Por que K. não sorriu? Ainda hoje, já passados mais de um mês, continuo me perguntando por que a menina não sorriu. E depois disso, olhando fotografias de crianças pelo mundo, eis que avistei muitas K. por todo lugar. Meninas e adolescentes expulsos da pátria e lançadas ao mar como refugiadas, crianças famintas por diversas regiões do planeta, adolescentes estupradas e feridas na alma bem aqui e acolá, vidas em flor sofrendo desmerecidas agruras. Crianças, adolescentes, meninos e meninas, vivendo em palafitas, no dia a dia ao lado de lixões, amanhecendo e anoitecendo em meios sangrentos, tendo que suportar navalhas na carne e açoites no corpo. Qual sorriso que tais crianças podem ter?

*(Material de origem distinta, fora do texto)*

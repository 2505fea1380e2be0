//! Rankstats - near-real-time group statistics for templating placeholders.
//!
//! Keeps the summed balance and member count of every group defined by an
//! external directory, and renders them as display-ready strings for a
//! templating consumer that must never wait.
//!
//! # Architecture
//!
//! Two cache tiers sit between the consumer and the directory:
//!
//! - **`runtime::cache::GroupStatsCache`** - `(total_balance, member_count)`
//!   per group, refreshed on a fixed schedule and on demand. Concurrent
//!   requests for the same group share one computation (single-flight).
//! - **`runtime::cache::PlaceholderCache`** - rendered strings per
//!   `(subject, placeholder)`, with its own expiry. Always answers
//!   synchronously: fresh value, previous value, or a pending sentinel.
//!
//! # Modules
//!
//! - [`app`] - Configuration and lifecycle wiring
//! - [`domain`] - Identifiers, group statistics, placeholders, formatting
//! - [`port`] - The [`port::Directory`] trait
//! - [`adapter`] - In-memory directory implementation
//! - [`runtime`] - Caches and the refresh service
//! - [`error`] - Error types for the crate
//!
//! # Example
//!
//! ```no_run
//! use std::sync::Arc;
//!
//! use rankstats::adapter::InMemoryDirectory;
//! use rankstats::app::{config::Config, App};
//!
//! # async fn run() {
//! let directory = InMemoryDirectory::new();
//! directory.upsert_member("alice", &["vip"], 100.0);
//!
//! let app = App::start(&Config::default(), Arc::new(directory));
//! let rendered = app.resolve(None, "totalBalance_formatted::vip");
//! app.shutdown().await;
//! # }
//! ```

pub mod adapter;
pub mod app;
pub mod domain;
pub mod error;
pub mod port;
pub mod runtime;

#[cfg(any(test, feature = "testkit"))]
pub mod testkit;
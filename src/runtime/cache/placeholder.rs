//! Placeholder resolution cache.
//!
//! Sits in front of [`GroupStatsCache`] and answers every lookup
//! synchronously: a fresh rendered value, else the freshly computed value if
//! it is available without waiting, else the previous value or a pending
//! sentinel while the computation finishes in the background.

use std::fmt;
use std::sync::Arc;

use chrono::{DateTime, Utc};
use dashmap::DashMap;
use futures_util::future::{BoxFuture, FutureExt};
use tokio::runtime::Handle;
use tracing::debug;

use super::GroupStatsCache;
use crate::app::config::PlaceholderConfig;
use crate::domain::format::{format_abbreviated, format_grouped, format_raw};
use crate::domain::{Placeholder, SubjectId, Target};
use crate::error::CacheError;
use crate::port::Directory;

/// Rendered for own-group placeholders when the subject has no group, and
/// when a computation fails with nothing cached to fall back on.
const NO_VALUE: &str = "0";

/// Rendered for [`Placeholder::PrimaryGroup`] when the subject has no group.
const NO_GROUP: &str = "none";

/// A rendered placeholder value.
#[derive(Debug, Clone, PartialEq)]
pub struct PlaceholderEntry {
    pub value: String,
    pub cached_at: DateTime<Utc>,
}

impl PlaceholderEntry {
    fn is_fresh(&self, expiry: chrono::Duration, now: DateTime<Utc>) -> bool {
        now - self.cached_at < expiry
    }
}

/// `None` stands for "no subject" (server-side rendering).
type CacheKey = (Option<SubjectId>, Placeholder);

struct SubjectLabel<'a>(Option<&'a SubjectId>);

impl fmt::Display for SubjectLabel<'_> {
    fn fmt(&self, f: &mut fmt::Formatter<'_>) -> fmt::Result {
        match self.0 {
            Some(subject) => write!(f, "{subject}"),
            None => f.write_str("server"),
        }
    }
}

struct Inner {
    directory: Arc<dyn Directory>,
    stats: GroupStatsCache,
    entries: DashMap<CacheKey, PlaceholderEntry>,
    expiry: chrono::Duration,
    pending_sentinel: String,
    runtime: Handle,
}

impl Inner {
    fn store(&self, key: CacheKey, value: String) {
        self.entries.insert(
            key,
            PlaceholderEntry {
                value,
                cached_at: Utc::now(),
            },
        );
    }

    async fn primary_group(
        &self,
        subject: Option<&SubjectId>,
    ) -> Result<Option<String>, CacheError> {
        let Some(subject) = subject else {
            return Ok(None);
        };
        Ok(self.directory.primary_group(subject).await?)
    }

    async fn render(
        &self,
        subject: Option<SubjectId>,
        placeholder: Placeholder,
    ) -> Result<String, CacheError> {
        let target = match &placeholder {
            Placeholder::PrimaryGroup => {
                return Ok(self
                    .primary_group(subject.as_ref())
                    .await?
                    .unwrap_or_else(|| NO_GROUP.to_string()));
            }
            Placeholder::MemberCount(target)
            | Placeholder::TotalBalance(target)
            | Placeholder::TotalBalanceFormatted(target)
            | Placeholder::TotalBalanceCommas(target) => target,
        };

        let group = match target {
            Target::Group(group) => group.clone(),
            Target::OwnGroup => match self.primary_group(subject.as_ref()).await? {
                Some(group) => group,
                None => return Ok(NO_VALUE.to_string()),
            },
        };

        if let Placeholder::MemberCount(_) = placeholder {
            return Ok(self.stats.member_count(&group).await?.to_string());
        }

        let total = self.stats.total_balance(&group).await?;
        Ok(match placeholder {
            Placeholder::TotalBalanceFormatted(_) => format_abbreviated(total),
            Placeholder::TotalBalanceCommas(_) => format_grouped(total),
            _ => format_raw(total),
        })
    }
}

/// Per-`(subject, placeholder)` cache of display-ready strings.
///
/// Cheap to clone; clones share the same entries.
#[derive(Clone)]
pub struct PlaceholderCache {
    inner: Arc<Inner>,
}

impl PlaceholderCache {
    /// Create a cache that finishes computations on the current Tokio runtime.
    ///
    /// # Panics
    ///
    /// Panics if called outside a Tokio runtime.
    pub fn new(
        directory: Arc<dyn Directory>,
        stats: GroupStatsCache,
        config: &PlaceholderConfig,
    ) -> Self {
        Self::with_handle(directory, stats, config, Handle::current())
    }

    /// Create a cache that finishes computations on `runtime`.
    pub fn with_handle(
        directory: Arc<dyn Directory>,
        stats: GroupStatsCache,
        config: &PlaceholderConfig,
        runtime: Handle,
    ) -> Self {
        Self {
            inner: Arc::new(Inner {
                directory,
                stats,
                entries: DashMap::new(),
                expiry: config.expiry(),
                pending_sentinel: config.pending_sentinel.clone(),
                runtime,
            }),
        }
    }

    /// Resolve `placeholder` for `subject`.
    ///
    /// Never blocks and never fails. Safe to call from threads outside the
    /// runtime.
    pub fn resolve(&self, subject: Option<&SubjectId>, placeholder: &Placeholder) -> String {
        let key: CacheKey = (subject.cloned(), placeholder.clone());
        let previous = self.inner.entries.get(&key).map(|e| e.value().clone());

        if let Some(entry) = &previous {
            if entry.is_fresh(self.inner.expiry, Utc::now()) {
                return entry.value.clone();
            }
        }

        let _context = self.inner.runtime.enter();
        let inner = Arc::clone(&self.inner);
        let (task_subject, task_placeholder) = key.clone();
        let mut rendering: BoxFuture<'static, Result<String, CacheError>> =
            async move { inner.render(task_subject, task_placeholder).await }.boxed();

        match (&mut rendering).now_or_never() {
            Some(Ok(value)) => {
                self.inner.store(key, value.clone());
                value
            }
            Some(Err(e)) => {
                debug!(
                    subject = %SubjectLabel(subject),
                    placeholder = %placeholder,
                    error = %e,
                    "Placeholder computation failed"
                );
                previous.map_or_else(|| NO_VALUE.to_string(), |entry| entry.value)
            }
            None => {
                let inner = Arc::clone(&self.inner);
                self.inner.runtime.spawn(async move {
                    match rendering.await {
                        Ok(value) => inner.store(key, value),
                        Err(e) => {
                            debug!(
                                subject = %SubjectLabel(key.0.as_ref()),
                                placeholder = %key.1,
                                error = %e,
                                "Placeholder computation failed"
                            );
                        }
                    }
                });
                previous.map_or_else(|| self.inner.pending_sentinel.clone(), |entry| entry.value)
            }
        }
    }

    /// Parse `identifier` and resolve it.
    ///
    /// Returns `None` only when the identifier is not a known placeholder.
    pub fn resolve_identifier(
        &self,
        subject: Option<&SubjectId>,
        identifier: &str,
    ) -> Option<String> {
        match identifier.parse::<Placeholder>() {
            Ok(placeholder) => Some(self.resolve(subject, &placeholder)),
            Err(e) => {
                debug!(error = %e, "Ignoring unknown placeholder");
                None
            }
        }
    }

    /// The cached entry for `(subject, placeholder)`, regardless of age.
    #[must_use]
    pub fn peek(
        &self,
        subject: Option<&SubjectId>,
        placeholder: &Placeholder,
    ) -> Option<PlaceholderEntry> {
        self.inner
            .entries
            .get(&(subject.cloned(), placeholder.clone()))
            .map(|e| e.value().clone())
    }

    /// Remove entries older than the expiry window. Returns count removed.
    pub fn cleanup(&self) -> usize {
        let now = Utc::now();
        let expiry = self.inner.expiry;
        let before = self.inner.entries.len();
        self.inner
            .entries
            .retain(|_, entry| now - entry.cached_at <= expiry);
        let removed = before.saturating_sub(self.inner.entries.len());
        if removed > 0 {
            debug!(removed, "Pruned expired placeholder entries");
        }
        removed
    }

    /// Number of cached entries.
    #[must_use]
    pub fn len(&self) -> usize {
        self.inner.entries.len()
    }

    /// Returns true if nothing is cached.
    #[must_use]
    pub fn is_empty(&self) -> bool {
        self.inner.entries.is_empty()
    }

    /// Drop every entry.
    pub fn clear(&self) {
        self.inner.entries.clear();
    }
}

Não será uma boneca que fará a menina K. sorrir. Certamente ela tem uma boneca de pano. Não será um vestido novo, bonito, que fará a menina sorrir. Ela poderá ficar contente por uma instante, por receber aquilo que sempre foi tão distante de si. Mas depois voltará a ter o olhar entristecido novamente. Sentirá a mesma fome que seus irmãos, sentirá as mesmas carências que sua família. Ora, se seu mundo é triste, se seu mundo é melancólico e aflitivo, como espera que viva sorrindo?
Juro que tudo eu faria para afastar a tristeza dos olhos daquela menina. Mas meu presente, meu pão ou minha presença, pouca valia terá quando os olhos entristecidos de todas as crianças do mundo possuem dolorosas razões para continuarem assim.